== Work instruction ==
Lift out all lines below that contain "clickforge".

[[ Records for processing, beginning ]]

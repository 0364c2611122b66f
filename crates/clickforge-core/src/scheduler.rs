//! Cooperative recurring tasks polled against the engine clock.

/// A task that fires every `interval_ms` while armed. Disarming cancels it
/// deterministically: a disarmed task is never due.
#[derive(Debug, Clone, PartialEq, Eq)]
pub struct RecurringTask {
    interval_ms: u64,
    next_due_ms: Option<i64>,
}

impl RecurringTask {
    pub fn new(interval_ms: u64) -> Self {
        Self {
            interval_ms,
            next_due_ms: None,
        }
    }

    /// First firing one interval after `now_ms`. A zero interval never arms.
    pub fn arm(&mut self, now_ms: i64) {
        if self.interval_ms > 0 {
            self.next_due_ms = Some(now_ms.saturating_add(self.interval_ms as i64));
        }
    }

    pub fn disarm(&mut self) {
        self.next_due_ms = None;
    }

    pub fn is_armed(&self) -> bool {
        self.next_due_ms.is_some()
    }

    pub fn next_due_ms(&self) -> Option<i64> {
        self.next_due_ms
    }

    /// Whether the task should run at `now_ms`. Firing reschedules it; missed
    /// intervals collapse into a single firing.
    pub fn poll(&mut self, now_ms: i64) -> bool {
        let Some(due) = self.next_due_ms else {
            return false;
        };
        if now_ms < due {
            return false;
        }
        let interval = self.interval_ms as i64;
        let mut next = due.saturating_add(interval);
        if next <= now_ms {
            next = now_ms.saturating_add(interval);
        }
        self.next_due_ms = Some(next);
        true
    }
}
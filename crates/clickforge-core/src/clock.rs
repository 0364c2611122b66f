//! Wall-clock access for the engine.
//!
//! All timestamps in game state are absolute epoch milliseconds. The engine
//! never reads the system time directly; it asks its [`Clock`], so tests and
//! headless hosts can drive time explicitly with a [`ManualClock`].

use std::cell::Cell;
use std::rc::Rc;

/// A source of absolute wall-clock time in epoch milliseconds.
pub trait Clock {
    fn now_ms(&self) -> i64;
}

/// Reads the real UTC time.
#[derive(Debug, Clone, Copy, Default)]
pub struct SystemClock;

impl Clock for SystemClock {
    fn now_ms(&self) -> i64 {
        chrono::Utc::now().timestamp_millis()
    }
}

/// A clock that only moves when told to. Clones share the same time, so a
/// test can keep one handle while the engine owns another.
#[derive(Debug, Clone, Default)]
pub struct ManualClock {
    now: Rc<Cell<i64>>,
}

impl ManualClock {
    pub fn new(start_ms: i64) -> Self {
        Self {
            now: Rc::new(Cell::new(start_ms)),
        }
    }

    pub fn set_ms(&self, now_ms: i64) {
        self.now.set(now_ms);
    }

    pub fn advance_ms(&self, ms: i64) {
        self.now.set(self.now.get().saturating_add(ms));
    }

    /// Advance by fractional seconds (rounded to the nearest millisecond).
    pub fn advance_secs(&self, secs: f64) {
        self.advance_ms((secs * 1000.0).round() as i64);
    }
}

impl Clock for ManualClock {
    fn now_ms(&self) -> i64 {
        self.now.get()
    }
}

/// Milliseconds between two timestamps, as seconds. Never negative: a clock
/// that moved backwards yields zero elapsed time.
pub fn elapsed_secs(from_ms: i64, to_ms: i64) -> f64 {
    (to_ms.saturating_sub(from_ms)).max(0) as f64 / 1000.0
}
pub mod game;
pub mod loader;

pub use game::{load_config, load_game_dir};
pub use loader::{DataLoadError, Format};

[[ Records for processing, end ]]

== Your solution ==
filename crates/clickforge-core/src/scheduler.rs
filename crates/clickforge-core/src/clock.rs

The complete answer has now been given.